## Work instructions:
Where a line of the entries below includes the string "HdrRef", count it. Give only the resulting number.

(Collected data entries)
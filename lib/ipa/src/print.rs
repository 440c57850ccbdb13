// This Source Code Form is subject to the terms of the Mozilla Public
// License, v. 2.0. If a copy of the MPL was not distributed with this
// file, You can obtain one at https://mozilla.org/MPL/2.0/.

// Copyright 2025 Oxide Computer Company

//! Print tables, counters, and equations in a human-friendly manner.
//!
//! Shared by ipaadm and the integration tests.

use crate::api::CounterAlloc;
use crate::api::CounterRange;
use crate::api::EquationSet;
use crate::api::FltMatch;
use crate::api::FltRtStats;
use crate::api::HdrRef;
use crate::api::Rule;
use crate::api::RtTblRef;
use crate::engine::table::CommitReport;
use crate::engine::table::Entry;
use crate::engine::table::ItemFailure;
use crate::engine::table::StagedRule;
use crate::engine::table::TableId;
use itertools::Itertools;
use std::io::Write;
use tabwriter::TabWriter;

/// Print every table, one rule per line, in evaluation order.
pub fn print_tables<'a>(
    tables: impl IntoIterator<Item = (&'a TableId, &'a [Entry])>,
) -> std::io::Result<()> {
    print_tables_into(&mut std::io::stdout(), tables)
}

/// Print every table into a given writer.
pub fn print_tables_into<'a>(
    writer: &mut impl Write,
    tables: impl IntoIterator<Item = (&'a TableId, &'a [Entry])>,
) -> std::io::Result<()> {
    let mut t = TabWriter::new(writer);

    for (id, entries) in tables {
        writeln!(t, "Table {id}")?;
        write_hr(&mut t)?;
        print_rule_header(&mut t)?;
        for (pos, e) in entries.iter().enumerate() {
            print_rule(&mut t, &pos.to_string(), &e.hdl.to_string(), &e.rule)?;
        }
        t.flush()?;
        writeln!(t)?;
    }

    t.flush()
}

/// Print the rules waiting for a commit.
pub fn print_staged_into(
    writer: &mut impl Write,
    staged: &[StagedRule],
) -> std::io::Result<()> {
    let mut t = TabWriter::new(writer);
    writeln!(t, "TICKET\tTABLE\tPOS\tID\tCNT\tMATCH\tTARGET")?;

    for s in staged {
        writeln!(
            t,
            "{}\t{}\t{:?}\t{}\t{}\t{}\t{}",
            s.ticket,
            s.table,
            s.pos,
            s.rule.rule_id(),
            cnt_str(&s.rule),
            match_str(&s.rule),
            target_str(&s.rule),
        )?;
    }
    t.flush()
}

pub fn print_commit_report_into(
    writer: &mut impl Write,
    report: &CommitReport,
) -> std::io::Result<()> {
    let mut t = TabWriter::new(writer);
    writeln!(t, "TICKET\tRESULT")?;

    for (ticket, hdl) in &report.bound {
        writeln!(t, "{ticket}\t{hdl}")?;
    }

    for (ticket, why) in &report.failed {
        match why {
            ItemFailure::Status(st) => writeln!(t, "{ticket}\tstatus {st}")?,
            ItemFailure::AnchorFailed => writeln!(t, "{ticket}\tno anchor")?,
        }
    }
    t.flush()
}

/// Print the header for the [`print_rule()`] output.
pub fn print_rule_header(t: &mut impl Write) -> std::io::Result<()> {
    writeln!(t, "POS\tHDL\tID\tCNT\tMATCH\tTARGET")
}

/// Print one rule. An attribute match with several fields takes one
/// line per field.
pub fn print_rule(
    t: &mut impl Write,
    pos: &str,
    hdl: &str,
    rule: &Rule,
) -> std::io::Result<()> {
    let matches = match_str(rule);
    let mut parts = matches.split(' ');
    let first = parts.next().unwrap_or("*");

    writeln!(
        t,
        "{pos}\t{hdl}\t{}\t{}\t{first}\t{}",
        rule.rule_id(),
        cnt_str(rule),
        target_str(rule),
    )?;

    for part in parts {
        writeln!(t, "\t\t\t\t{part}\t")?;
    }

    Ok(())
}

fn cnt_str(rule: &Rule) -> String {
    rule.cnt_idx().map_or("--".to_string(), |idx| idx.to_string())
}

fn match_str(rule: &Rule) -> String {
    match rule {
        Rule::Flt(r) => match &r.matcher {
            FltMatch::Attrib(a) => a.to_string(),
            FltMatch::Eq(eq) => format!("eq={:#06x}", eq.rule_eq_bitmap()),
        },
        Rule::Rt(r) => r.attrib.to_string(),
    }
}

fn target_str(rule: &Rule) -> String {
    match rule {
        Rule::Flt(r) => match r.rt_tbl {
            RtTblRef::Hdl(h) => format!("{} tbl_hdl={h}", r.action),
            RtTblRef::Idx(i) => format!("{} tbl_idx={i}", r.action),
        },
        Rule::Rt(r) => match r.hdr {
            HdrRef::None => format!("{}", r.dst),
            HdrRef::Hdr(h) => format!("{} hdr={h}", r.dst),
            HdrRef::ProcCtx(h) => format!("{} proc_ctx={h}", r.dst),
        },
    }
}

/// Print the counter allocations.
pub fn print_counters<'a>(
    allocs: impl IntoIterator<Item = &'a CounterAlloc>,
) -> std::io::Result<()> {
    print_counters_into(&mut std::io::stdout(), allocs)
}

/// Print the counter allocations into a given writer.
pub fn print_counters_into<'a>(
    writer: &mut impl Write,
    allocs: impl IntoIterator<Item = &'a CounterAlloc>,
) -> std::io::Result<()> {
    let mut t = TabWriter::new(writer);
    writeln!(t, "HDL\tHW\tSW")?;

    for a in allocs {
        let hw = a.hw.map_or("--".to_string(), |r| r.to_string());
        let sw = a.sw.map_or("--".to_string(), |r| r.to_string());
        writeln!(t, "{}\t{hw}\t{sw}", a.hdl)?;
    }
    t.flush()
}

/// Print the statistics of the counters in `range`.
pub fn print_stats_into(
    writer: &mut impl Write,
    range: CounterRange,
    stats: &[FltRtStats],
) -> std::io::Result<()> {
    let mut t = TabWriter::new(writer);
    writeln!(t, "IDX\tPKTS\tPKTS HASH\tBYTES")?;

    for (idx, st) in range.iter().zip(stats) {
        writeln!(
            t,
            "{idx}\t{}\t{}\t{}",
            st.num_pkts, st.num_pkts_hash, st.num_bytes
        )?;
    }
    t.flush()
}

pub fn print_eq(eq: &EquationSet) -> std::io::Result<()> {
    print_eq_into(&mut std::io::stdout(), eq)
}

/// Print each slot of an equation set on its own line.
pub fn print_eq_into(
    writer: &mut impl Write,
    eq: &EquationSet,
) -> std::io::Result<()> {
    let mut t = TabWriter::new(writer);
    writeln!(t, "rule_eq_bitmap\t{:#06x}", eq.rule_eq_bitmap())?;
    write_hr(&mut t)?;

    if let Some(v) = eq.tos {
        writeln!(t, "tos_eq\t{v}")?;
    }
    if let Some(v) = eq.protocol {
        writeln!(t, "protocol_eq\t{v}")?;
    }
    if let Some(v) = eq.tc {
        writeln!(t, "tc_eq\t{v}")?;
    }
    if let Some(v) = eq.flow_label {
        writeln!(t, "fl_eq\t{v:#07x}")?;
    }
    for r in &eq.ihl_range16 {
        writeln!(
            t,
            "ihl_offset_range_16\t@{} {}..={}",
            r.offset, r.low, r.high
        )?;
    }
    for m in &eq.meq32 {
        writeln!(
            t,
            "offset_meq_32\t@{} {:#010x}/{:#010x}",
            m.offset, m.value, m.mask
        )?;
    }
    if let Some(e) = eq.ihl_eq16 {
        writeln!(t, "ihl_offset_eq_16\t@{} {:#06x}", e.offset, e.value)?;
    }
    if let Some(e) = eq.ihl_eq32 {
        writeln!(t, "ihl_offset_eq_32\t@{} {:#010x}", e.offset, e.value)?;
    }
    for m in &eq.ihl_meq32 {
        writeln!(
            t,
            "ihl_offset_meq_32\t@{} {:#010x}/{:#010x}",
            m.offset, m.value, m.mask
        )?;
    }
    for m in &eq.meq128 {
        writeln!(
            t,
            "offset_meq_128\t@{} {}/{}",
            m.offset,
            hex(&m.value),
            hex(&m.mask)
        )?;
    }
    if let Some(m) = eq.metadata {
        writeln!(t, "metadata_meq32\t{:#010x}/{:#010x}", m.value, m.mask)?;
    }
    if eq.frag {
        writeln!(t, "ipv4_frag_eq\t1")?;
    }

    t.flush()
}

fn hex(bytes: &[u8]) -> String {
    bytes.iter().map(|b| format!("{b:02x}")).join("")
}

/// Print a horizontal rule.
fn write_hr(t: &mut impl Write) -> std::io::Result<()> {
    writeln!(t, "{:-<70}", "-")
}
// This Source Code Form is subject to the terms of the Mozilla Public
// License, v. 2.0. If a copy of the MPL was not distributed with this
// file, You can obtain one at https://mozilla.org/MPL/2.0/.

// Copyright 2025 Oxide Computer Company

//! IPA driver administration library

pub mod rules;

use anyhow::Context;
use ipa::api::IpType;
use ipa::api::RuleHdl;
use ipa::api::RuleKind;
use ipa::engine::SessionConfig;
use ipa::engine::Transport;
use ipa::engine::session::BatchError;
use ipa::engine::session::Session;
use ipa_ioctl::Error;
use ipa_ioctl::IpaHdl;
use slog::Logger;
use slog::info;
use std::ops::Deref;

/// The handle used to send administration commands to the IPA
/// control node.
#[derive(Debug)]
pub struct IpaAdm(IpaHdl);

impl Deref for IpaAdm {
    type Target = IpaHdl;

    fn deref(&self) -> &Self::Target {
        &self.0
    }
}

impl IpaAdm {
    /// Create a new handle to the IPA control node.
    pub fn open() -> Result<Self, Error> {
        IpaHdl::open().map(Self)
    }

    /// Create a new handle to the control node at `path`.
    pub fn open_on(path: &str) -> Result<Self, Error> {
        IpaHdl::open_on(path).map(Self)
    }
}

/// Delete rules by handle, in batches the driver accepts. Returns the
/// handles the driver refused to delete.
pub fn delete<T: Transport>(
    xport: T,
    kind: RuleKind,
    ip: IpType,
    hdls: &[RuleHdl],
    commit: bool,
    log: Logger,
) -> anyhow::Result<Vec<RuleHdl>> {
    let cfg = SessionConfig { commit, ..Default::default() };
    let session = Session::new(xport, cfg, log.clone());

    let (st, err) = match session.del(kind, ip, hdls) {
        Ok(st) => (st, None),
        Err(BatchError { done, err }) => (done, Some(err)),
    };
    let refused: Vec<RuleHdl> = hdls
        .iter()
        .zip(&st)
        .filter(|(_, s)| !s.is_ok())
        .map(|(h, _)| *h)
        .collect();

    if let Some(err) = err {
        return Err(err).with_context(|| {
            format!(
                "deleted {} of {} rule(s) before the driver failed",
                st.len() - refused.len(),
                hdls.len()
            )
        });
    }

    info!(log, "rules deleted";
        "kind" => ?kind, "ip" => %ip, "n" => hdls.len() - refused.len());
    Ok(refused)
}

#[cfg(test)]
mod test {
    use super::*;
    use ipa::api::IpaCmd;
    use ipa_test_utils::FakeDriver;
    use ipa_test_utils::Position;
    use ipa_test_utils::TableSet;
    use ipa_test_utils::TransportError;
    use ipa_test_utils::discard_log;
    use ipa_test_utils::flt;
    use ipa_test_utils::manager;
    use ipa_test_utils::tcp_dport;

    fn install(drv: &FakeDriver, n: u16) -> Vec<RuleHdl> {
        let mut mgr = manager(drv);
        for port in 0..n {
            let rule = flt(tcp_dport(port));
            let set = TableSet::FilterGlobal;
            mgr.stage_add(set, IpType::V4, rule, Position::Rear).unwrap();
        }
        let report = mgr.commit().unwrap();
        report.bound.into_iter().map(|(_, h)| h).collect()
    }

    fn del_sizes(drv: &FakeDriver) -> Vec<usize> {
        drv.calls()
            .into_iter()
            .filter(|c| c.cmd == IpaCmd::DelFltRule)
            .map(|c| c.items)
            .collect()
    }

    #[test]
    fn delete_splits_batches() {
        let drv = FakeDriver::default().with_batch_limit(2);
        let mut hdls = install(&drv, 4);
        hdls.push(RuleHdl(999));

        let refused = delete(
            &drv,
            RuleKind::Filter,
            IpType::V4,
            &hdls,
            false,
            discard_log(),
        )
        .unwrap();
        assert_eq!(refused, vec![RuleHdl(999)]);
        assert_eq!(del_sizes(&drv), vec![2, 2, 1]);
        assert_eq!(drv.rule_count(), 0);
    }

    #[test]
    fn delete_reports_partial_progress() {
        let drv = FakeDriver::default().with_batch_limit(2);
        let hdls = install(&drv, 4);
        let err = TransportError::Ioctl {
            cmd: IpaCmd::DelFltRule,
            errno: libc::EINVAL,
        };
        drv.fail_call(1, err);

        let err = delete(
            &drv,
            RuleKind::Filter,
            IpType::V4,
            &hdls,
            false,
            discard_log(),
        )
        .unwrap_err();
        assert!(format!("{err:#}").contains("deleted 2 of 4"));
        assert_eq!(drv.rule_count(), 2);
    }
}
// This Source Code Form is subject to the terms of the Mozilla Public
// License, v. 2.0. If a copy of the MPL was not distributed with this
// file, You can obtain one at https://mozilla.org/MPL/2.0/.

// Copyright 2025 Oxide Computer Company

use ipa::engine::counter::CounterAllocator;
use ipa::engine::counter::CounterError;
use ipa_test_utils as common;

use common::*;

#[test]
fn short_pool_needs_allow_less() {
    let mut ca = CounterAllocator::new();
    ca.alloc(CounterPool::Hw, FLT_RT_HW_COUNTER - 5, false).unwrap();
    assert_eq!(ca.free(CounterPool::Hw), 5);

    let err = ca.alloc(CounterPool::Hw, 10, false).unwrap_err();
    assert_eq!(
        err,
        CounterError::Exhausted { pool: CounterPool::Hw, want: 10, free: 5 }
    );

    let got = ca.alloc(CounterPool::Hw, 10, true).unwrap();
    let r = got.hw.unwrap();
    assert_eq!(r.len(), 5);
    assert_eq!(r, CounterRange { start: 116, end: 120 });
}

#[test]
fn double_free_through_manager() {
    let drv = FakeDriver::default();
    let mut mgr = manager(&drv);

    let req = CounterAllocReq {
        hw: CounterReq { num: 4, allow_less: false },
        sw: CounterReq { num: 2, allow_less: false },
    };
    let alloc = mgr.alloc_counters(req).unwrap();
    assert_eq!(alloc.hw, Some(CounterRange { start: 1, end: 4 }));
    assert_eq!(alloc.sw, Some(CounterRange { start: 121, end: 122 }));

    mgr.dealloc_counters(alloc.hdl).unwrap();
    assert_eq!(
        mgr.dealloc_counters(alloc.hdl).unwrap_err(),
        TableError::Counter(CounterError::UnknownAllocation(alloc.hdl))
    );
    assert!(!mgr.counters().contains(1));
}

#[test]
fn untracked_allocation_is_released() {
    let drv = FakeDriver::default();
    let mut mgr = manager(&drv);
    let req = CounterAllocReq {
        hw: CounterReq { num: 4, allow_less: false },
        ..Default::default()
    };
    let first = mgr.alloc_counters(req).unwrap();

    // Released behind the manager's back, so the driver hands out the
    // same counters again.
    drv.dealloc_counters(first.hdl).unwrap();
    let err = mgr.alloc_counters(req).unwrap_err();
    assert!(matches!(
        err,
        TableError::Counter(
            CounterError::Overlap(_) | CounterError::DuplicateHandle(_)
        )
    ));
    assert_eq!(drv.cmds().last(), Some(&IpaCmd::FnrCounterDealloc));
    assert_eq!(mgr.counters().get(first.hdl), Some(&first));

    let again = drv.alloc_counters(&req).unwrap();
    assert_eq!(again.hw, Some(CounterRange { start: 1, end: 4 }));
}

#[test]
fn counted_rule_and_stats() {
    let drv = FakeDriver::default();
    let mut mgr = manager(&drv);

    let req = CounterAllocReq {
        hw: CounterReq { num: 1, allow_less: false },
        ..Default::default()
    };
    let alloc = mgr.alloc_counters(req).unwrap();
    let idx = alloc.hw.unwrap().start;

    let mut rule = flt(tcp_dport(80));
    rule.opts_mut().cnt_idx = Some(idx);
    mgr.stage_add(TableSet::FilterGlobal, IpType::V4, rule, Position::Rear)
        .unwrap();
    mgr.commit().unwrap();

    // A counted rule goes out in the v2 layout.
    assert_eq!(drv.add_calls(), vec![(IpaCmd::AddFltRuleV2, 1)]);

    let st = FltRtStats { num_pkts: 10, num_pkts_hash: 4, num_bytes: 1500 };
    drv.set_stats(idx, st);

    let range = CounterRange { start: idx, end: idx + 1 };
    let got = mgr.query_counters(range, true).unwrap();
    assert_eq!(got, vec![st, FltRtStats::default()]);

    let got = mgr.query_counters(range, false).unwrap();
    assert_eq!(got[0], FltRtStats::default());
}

## Solution to the exercise:
4